父辈们守着祖屋,是守着一份责任和无奈。我们这辈人,最大的梦想就是“搬出去”——搬到新区,住进有电梯、有小区、有落地窗的现代化楼房。老厝对我们来说,意味着不便、落后和一种沉重的“历史包袱”。我们甚至有点羡慕那些在新区长大的同龄人,觉得他们的生活才是“崭新”的、有希望的。那时候,“拆旧建新”似乎是城市发展的唯一答案,也是我们个人生活的“进步”象征。
以前,破败的骑楼是城市规划的难题,是火灾和安全隐患。现在,经过修缮和活化,成了“岭南建筑活化石”,一楼开店,二楼住人或做工作室,成了年轻人最潮的打卡地和创业空间。

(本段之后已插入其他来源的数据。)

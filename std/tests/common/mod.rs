mod fixtures;

pub use fixtures::*;
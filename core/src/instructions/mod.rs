//! Account layouts and data of every instruction the create-pool transaction contains,
//! grouped by the program that processes them

pub mod ata;
pub mod pool;
pub mod system;
pub mod token;
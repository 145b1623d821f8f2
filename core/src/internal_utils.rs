// This does not seem to produce different code compared to
// .copy_from_slice(), but it allows us to retain `const`
/// caba = `const_assign_byte_array`
pub(crate) const fn caba<const A: usize, const START: usize, const LEN: usize>(
    mut arr: [u8; A],
    val: &[u8; LEN],
) -> [u8; A] {
    const {
        assert!(START + LEN <= A);
    }

    let mut i = 0;
    while i < LEN {
        arr[START + i] = val[i];
        i += 1;
    }
    arr
}

/// csba = `const_split_byte_array`
#[inline]
pub(crate) const fn csba<const M: usize, const N: usize, const X: usize>(
    data: &[u8; M],
) -> (&[u8; N], &[u8; X]) {
    const {
        assert!(N <= M);
        assert!(X == M - N)
    }

    // Safety: bounds checked above
    let (a, b) = unsafe { data.split_at_unchecked(N) };

    // SAFETY: data is guaranteed to be of length M
    // and we are splitting it into two slices of length N and X (i.e M-N)
    (unsafe { &*a.as_ptr().cast::<[u8; N]>() }, unsafe {
        &*b.as_ptr().cast::<[u8; X]>()
    })
}
//! Legacy transaction compile, mint signing and wire serialization.

use solana_hash::Hash;
use solana_instruction::AccountMeta as SolAccountMeta;
use solana_keypair::Keypair;
use solana_message::Message;
use solana_pubkey::Pubkey;
use solana_signer::{Signer, SignerError};
use solana_transaction::Transaction;

use crate::{
    err::TxErr,
    instruction::{AccountMeta, Instruction},
};

/// Max size of a serialized transaction
pub const PACKET_DATA_SIZE: usize = 1232;

pub fn to_sol_ix(
    Instruction {
        program_id,
        accounts,
        data,
    }: &Instruction,
) -> solana_instruction::Instruction {
    solana_instruction::Instruction {
        program_id: Pubkey::new_from_array(*program_id),
        accounts: accounts
            .iter()
            .map(|AccountMeta { pubkey, role }| SolAccountMeta {
                pubkey: Pubkey::new_from_array(*pubkey),
                is_signer: role.is_signer(),
                is_writable: role.is_writable(),
            })
            .collect(),
        data: data.clone(),
    }
}

/// Fee payer first, then writable signers, readonly signers,
/// writable non-signers, readonly non-signers
pub fn compile_message(
    ixs: &[Instruction],
    payer: &[u8; 32],
    recent_blockhash: [u8; 32],
) -> Message {
    let ixs: Vec<_> = ixs.iter().map(to_sol_ix).collect();
    Message::new_with_blockhash(
        &ixs,
        Some(&Pubkey::new_from_array(*payer)),
        &Hash::new_from_array(recent_blockhash),
    )
}

/// Compiles `ixs` and signs with `mint` only, leaving the payer's
/// signature slot zeroed for the wallet
pub fn mint_signed_tx(
    ixs: &[Instruction],
    payer: &[u8; 32],
    mint: &Keypair,
    recent_blockhash: [u8; 32],
) -> Result<Transaction, TxErr> {
    let mut tx = Transaction::new_unsigned(compile_message(ixs, payer, recent_blockhash));
    tx.try_partial_sign(&[mint], Hash::new_from_array(recent_blockhash))
        .map_err(|e| match e {
            SignerError::KeypairPubkeyMismatch => TxErr::NotSigner {
                pk: mint.pubkey().to_bytes(),
            },
            _ => TxErr::Signing,
        })?;
    Ok(tx)
}

/// Errors if the serialized transaction does not fit in a single packet
pub fn wire_bytes(tx: &Transaction) -> Result<Vec<u8>, TxErr> {
    let res = bincode::serialize(tx).map_err(|_| TxErr::Serialize)?;
    match res.len() {
        len if len > PACKET_DATA_SIZE => Err(TxErr::TooLarge { len }),
        _ => Ok(res),
    }
}

#[cfg(test)]
mod tests {
    use solana_signature::Signature;

    use crate::instruction::Role;

    use super::*;

    const PAYER: [u8; 32] = [9; 32];

    fn ix(program_id: u8, accs: &[([u8; 32], Role)]) -> Instruction {
        Instruction {
            program_id: [program_id; 32],
            accounts: accs
                .iter()
                .map(|(k, r)| AccountMeta::new(*k, *r))
                .collect(),
            data: vec![program_id],
        }
    }

    #[test]
    fn payer_first_and_signer_count() {
        let msg = compile_message(
            &[
                ix(1, &[([5; 32], Role::Readonly), ([4; 32], Role::ReadonlySigner)]),
                ix(2, &[([6; 32], Role::WritableSigner), (PAYER, Role::Readonly)]),
            ],
            &PAYER,
            [0; 32],
        );
        assert_eq!(msg.account_keys[0], Pubkey::new_from_array(PAYER));
        assert_eq!(msg.header.num_required_signatures, 3);
        assert_eq!(msg.header.num_readonly_signed_accounts, 1);
        assert!(msg.is_signer(0));
    }

    #[test]
    fn mint_signs_only_own_slot() {
        let mint = Keypair::new_from_array([7; 32]);
        let tx = mint_signed_tx(
            &[ix(1, &[(mint.pubkey().to_bytes(), Role::WritableSigner)])],
            &PAYER,
            &mint,
            [3; 32],
        )
        .unwrap();
        assert_eq!(tx.signatures.len(), 2);
        assert_eq!(tx.signatures[0], Signature::default());
        assert_eq!(tx.verify_with_results(), [false, true]);
    }

    #[test]
    fn mint_not_in_tx_errs() {
        let mint = Keypair::new_from_array([1; 32]);
        assert_eq!(
            mint_signed_tx(&[ix(1, &[])], &PAYER, &mint, [0; 32]).err(),
            Some(TxErr::NotSigner {
                pk: mint.pubkey().to_bytes()
            })
        );
    }

    #[test]
    fn oversized_tx_rejected() {
        let big = Instruction {
            program_id: [1; 32],
            accounts: vec![],
            data: vec![0; PACKET_DATA_SIZE],
        };
        let tx = Transaction::new_unsigned(compile_message(&[big], &PAYER, [0; 32]));
        let len = bincode::serialize(&tx).unwrap().len();
        assert!(len > PACKET_DATA_SIZE);
        assert_eq!(wire_bytes(&tx), Err(TxErr::TooLarge { len }));
    }
}
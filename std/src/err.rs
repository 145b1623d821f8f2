use std::{error::Error, fmt::Display};

// Re-exports to maintain -core compat
pub use bcpool_core::err::*;

use crate::tx::PACKET_DATA_SIZE;

pub const WALLET_NOT_CONNECTED_MSG: &str = "Please connect your wallet first";

pub const INVALID_AMOUNT_MSG: &str = "Please enter a valid amount greater than 0";

pub const TX_TOO_LARGE_MSG: &str = "Transaction too large";

/// Shown instead of the raw error text whenever the raw text indicates a size overflow
pub const TX_TOO_LARGE_FALLBACK_MSG: &str =
    "Transaction too large. This happens rarely - please try again or contact support.";

pub const UNKNOWN_ERR_MSG: &str = "Unknown error occurred";

/// Shown when a failed transaction left program logs but no message
pub const LOGS_ONLY_MSG: &str = "Mega-transaction failed. Check console for details.";

const SIZE_OVERFLOW_MARKERS: [&str; 2] = [TX_TOO_LARGE_MSG, "exceeds maximum"];

/// The text shown in the status area for a failed submission.
///
/// `has_logs` is whether the error carried program logs.
pub fn user_message(err_msg: &str, has_logs: bool) -> String {
    let msg = if SIZE_OVERFLOW_MARKERS.iter().any(|m| err_msg.contains(m)) {
        TX_TOO_LARGE_FALLBACK_MSG
    } else if !err_msg.is_empty() {
        err_msg
    } else if has_logs {
        LOGS_ONLY_MSG
    } else {
        UNKNOWN_ERR_MSG
    };
    format!("Error: {msg}")
}

/// Errors that may carry the program logs of a failed transaction
pub trait TxLogs {
    fn logs(&self) -> Option<&[String]>;
}

#[derive(Clone, Copy, Debug, PartialEq, Eq, Hash)]
pub enum TxErr {
    NotSigner { pk: [u8; 32] },
    Serialize,
    Signing,
    TooLarge { len: usize },
}

impl Display for TxErr {
    #[inline]
    fn fmt(&self, f: &mut std::fmt::Formatter<'_>) -> std::fmt::Result {
        match self {
            Self::NotSigner { .. } => f.write_str("NotSigner"),
            Self::Serialize => f.write_str("SerializeErr"),
            Self::Signing => f.write_str("SigningErr"),
            Self::TooLarge { len } => write!(
                f,
                "{TX_TOO_LARGE_MSG}: {len} bytes > {PACKET_DATA_SIZE} bytes"
            ),
        }
    }
}

impl Error for TxErr {}

/// `E` is the error type of the host's [`crate::submit::Cluster`] and [`crate::submit::Wallet`]
#[derive(Clone, Debug, PartialEq, Eq, Hash)]
pub enum CreatePoolErr<E> {
    Amount(AmountErr),
    Cluster(E),
    NoValidPda,
    Tx(TxErr),
    Wallet(E),
    WalletNotConnected,
}

impl<E> From<TxErr> for CreatePoolErr<E> {
    #[inline]
    fn from(value: TxErr) -> Self {
        Self::Tx(value)
    }
}

impl<E> From<AmountErr> for CreatePoolErr<E> {
    #[inline]
    fn from(value: AmountErr) -> Self {
        Self::Amount(value)
    }
}

impl<E: Display> Display for CreatePoolErr<E> {
    #[inline]
    fn fmt(&self, f: &mut std::fmt::Formatter<'_>) -> std::fmt::Result {
        match self {
            Self::Amount(_) => f.write_str(INVALID_AMOUNT_MSG),
            Self::Cluster(e) | Self::Wallet(e) => e.fmt(f),
            Self::NoValidPda => f.write_str("NoValidPdaErr"),
            Self::Tx(e) => e.fmt(f),
            Self::WalletNotConnected => f.write_str(WALLET_NOT_CONNECTED_MSG),
        }
    }
}

impl<E: Error> Error for CreatePoolErr<E> {}

impl<E: TxLogs> CreatePoolErr<E> {
    /// Only errors raised by the cluster or the wallet carry logs
    #[inline]
    pub fn logs(&self) -> Option<&[String]> {
        match self {
            Self::Cluster(e) | Self::Wallet(e) => e.logs(),
            _ => None,
        }
    }
}

#[cfg(test)]
mod tests {
    use expect_test::expect;

    use super::*;

    #[derive(Debug)]
    struct LogsErr(Option<Vec<String>>);

    impl TxLogs for LogsErr {
        fn logs(&self) -> Option<&[String]> {
            self.0.as_deref()
        }
    }

    #[test]
    fn user_message_prefixes_raw_text() {
        expect!["Error: User rejected the request."]
            .assert_eq(&user_message("User rejected the request.", false));
    }

    #[test]
    fn user_message_empty() {
        expect!["Error: Unknown error occurred"].assert_eq(&user_message("", false));
    }

    #[test]
    fn user_message_logs_only() {
        expect!["Error: Mega-transaction failed. Check console for details."]
            .assert_eq(&user_message("", true));
        expect!["Error: custom program error: 0x1"]
            .assert_eq(&user_message("custom program error: 0x1", true));
    }

    #[test]
    fn user_message_size_overflow() {
        for raw in [
            "Transaction too large: 1300 bytes > 1232 bytes",
            "encoding overruns Uint8Array: exceeds maximum",
        ] {
            for has_logs in [false, true] {
                expect!["Error: Transaction too large. This happens rarely - please try again or contact support."]
                    .assert_eq(&user_message(raw, has_logs));
            }
        }
    }

    #[test]
    fn too_large_display_triggers_fallback() {
        let e = CreatePoolErr::<TxErr>::Tx(TxErr::TooLarge { len: 1300 });
        expect!["Transaction too large: 1300 bytes > 1232 bytes"].assert_eq(&e.to_string());
        assert_eq!(
            user_message(&e.to_string(), false),
            format!("Error: {TX_TOO_LARGE_FALLBACK_MSG}")
        );
    }

    #[test]
    fn logs_only_from_cluster_and_wallet() {
        let logs = vec!["Program log: AnchorError".to_owned()];
        let with = || LogsErr(Some(logs.clone()));
        assert_eq!(
            CreatePoolErr::Cluster(with()).logs(),
            Some(logs.as_slice())
        );
        assert_eq!(CreatePoolErr::Wallet(with()).logs(), Some(logs.as_slice()));
        assert_eq!(CreatePoolErr::<LogsErr>::NoValidPda.logs(), None);
        assert_eq!(CreatePoolErr::Cluster(LogsErr(None)).logs(), None);
    }
}
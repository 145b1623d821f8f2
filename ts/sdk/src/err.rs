use bcpool_std::err::{AmountErr, INVALID_AMOUNT_MSG};
use wasm_bindgen::{intern, JsError};

pub(crate) fn no_valid_pda_err() -> JsError {
    JsError::new(intern("no valid PDA found"))
}

/// All amount errs are shown to the user the same way
pub(crate) fn amount_err(_e: AmountErr) -> JsError {
    JsError::new(intern(INVALID_AMOUNT_MSG))
}
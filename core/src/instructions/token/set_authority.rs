use generic_array_struct::generic_array_struct;

use crate::{
    instructions::token::{COPTION_NONE, COPTION_SOME},
    internal_utils::caba,
};

// Accounts

#[generic_array_struct(builder pub)]
#[derive(Debug, Default, Clone, Copy, PartialEq, Eq, Hash)]
#[repr(transparent)]
pub struct SetAuthorityIxAccs<T> {
    /// Mint or token account to change the authority of
    pub target: T,

    /// The current authority
    pub curr: T,
}

impl<T: Copy> SetAuthorityIxAccs<T> {
    #[inline]
    pub const fn memset(val: T) -> Self {
        Self([val; SET_AUTHORITY_IX_ACCS_LEN])
    }
}

pub type SetAuthorityIxKeys<'a> = SetAuthorityIxAccs<&'a [u8; 32]>;

pub type SetAuthorityIxKeysOwned = SetAuthorityIxAccs<[u8; 32]>;

pub type SetAuthorityIxAccFlags = SetAuthorityIxAccs<bool>;

pub const SET_AUTHORITY_IX_IS_WRITER: SetAuthorityIxAccFlags =
    SetAuthorityIxAccFlags::memset(false).const_with_target(true);

pub const SET_AUTHORITY_IX_IS_SIGNER: SetAuthorityIxAccFlags =
    SetAuthorityIxAccFlags::memset(false).const_with_curr(true);

// Data

pub const SET_AUTHORITY_IX_DISCM: u8 = 6;

pub const SET_AUTHORITY_IX_DATA_LEN: usize = 35;

#[derive(Debug, Default, Clone, Copy, PartialEq, Eq, Hash)]
#[repr(u8)]
pub enum AuthorityType {
    #[default]
    MintTokens = 0,
    FreezeAccount = 1,
    AccountOwner = 2,
    CloseAccount = 3,
}

#[derive(Debug, Default, Clone, Copy, PartialEq, Eq, Hash)]
pub struct SetAuthorityIxArgs {
    pub authority_type: AuthorityType,

    /// `None` removes the authority permanently
    pub new_authority: Option<[u8; 32]>,
}

#[derive(Debug, Clone, Copy, PartialEq, Eq, Hash)]
#[repr(transparent)]
pub struct SetAuthorityIxData([u8; SET_AUTHORITY_IX_DATA_LEN]);

impl SetAuthorityIxData {
    #[inline]
    pub const fn new(
        SetAuthorityIxArgs {
            authority_type,
            new_authority,
        }: SetAuthorityIxArgs,
    ) -> Self {
        const A: usize = SET_AUTHORITY_IX_DATA_LEN;

        let (new_discm, new_authority) = match new_authority {
            None => (COPTION_NONE, [0u8; 32]),
            Some(pk) => (COPTION_SOME, pk),
        };

        let mut d = [0u8; A];

        d = caba::<A, 0, 1>(d, &[SET_AUTHORITY_IX_DISCM]);
        d = caba::<A, 1, 1>(d, &[authority_type as u8]);
        d = caba::<A, 2, 1>(d, &[new_discm]);
        d = caba::<A, 3, 32>(d, &new_authority);

        Self(d)
    }

    #[inline]
    pub const fn as_buf(&self) -> &[u8; SET_AUTHORITY_IX_DATA_LEN] {
        &self.0
    }
}

#[cfg(test)]
mod tests {
    use super::*;

    #[test]
    fn mint_tokens_to_new_auth() {
        let data = SetAuthorityIxData::new(SetAuthorityIxArgs {
            authority_type: AuthorityType::MintTokens,
            new_authority: Some([3; 32]),
        });
        assert_eq!(data.as_buf()[..3], [6, 0, 1]);
        assert_eq!(data.as_buf()[3..], [3; 32]);
    }
}
use bcpool_std::{
    amount::TargetAmount,
    create_pool::{create_pool_ixs, CreatePoolAddrs, CreatePoolIxArgs, VAULTS_LEN},
    instruction::Instruction,
    instructions::token::MINT_LEN,
    rent::default_min_balance,
    Keypair, PoolCreatorConfig,
};
use bcpool_test_utils::MockWallet;
use solana_signer::Signer;

pub const WALLET_SEED: [u8; 32] = [0x11; 32];

pub const MINT_SEED: [u8; 32] = [0x22; 32];

pub fn wallet() -> MockWallet {
    MockWallet::from_seed(WALLET_SEED)
}

pub fn wallet_pk() -> [u8; 32] {
    Keypair::new_from_array(WALLET_SEED).pubkey().to_bytes()
}

pub fn mint_pk(mint_seed: [u8; 32]) -> [u8; 32] {
    Keypair::new_from_array(mint_seed).pubkey().to_bytes()
}

pub fn addrs_for_mint_seed(cfg: &PoolCreatorConfig, mint_seed: [u8; 32]) -> CreatePoolAddrs {
    CreatePoolAddrs::find(cfg, mint_pk(mint_seed)).unwrap()
}

pub fn ixs_for_test(
    cfg: &PoolCreatorConfig,
    addrs: &CreatePoolAddrs,
    signer: [u8; 32],
    existing_vaults: [bool; VAULTS_LEN],
) -> Vec<Instruction> {
    create_pool_ixs(CreatePoolIxArgs {
        cfg,
        addrs,
        signer,
        target: TargetAmount::new(1_500_000_000).unwrap(),
        mint_rent_lamports: default_min_balance(MINT_LEN),
        existing_vaults,
    })
}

以前,“四点金”老厝的格局被认为“采光不好”、“格局死板”。现在,它的中轴对称、庭院深深,被设计师解读为“东方哲学的空间表达”,改造后成了极具禅意的茶室、私房菜馆或小型博物馆。
以前,巷子里那些老手艺人(打铁、编竹、做灯笼)是即将消失的风景。现在,他们成了“非遗传承人”,工作室成了旅游体验点,一件手工制品能卖出工艺品的价格。
最颠覆的是整个“古城”概念。从需要财政补贴维护的“负担”,变成了能自我造血的“IP”和“流量入口”。我们曾经想逃离的“旧世界”,被精心擦拭后,成了别人花钱都买不到的“稀缺体验”。
一股力量是“老榕城人的回归”。一些早年搬出去的子女,看到老屋的价值,又回来了。他们不是回来住,而是带着资金和现代审美回来改造,让老屋在保留灵魂的同时,能适应现代生活。他们成了连接过去与现在的“桥梁”。
另一股力量是“新厝主”的涌入。他们是来自外地的艺术家、设计师、创业者。他们被古城的低成本和生活气息吸引,租下老厝,按照自己的理想去改造和经营。他们为古城带来了全新的活力、想法和消费模式。
而我们这些普通榕城人,则经历了一场认知上的“价值地震”。我们开始用全新的眼光,重新审视那些走过千百遍的巷弄、那些熟视无睹的砖雕木刻。我们开始向朋友介绍“这是明代的墙”、“那是清代的匾”,言语间带着以前不曾有的自豪。我们开始理解,父亲当年坚持不卖祖屋的固执里,藏着的可能是一种超前的智慧。我们与故乡的关系,从“逃离”变成了“重新认识和拥抱”。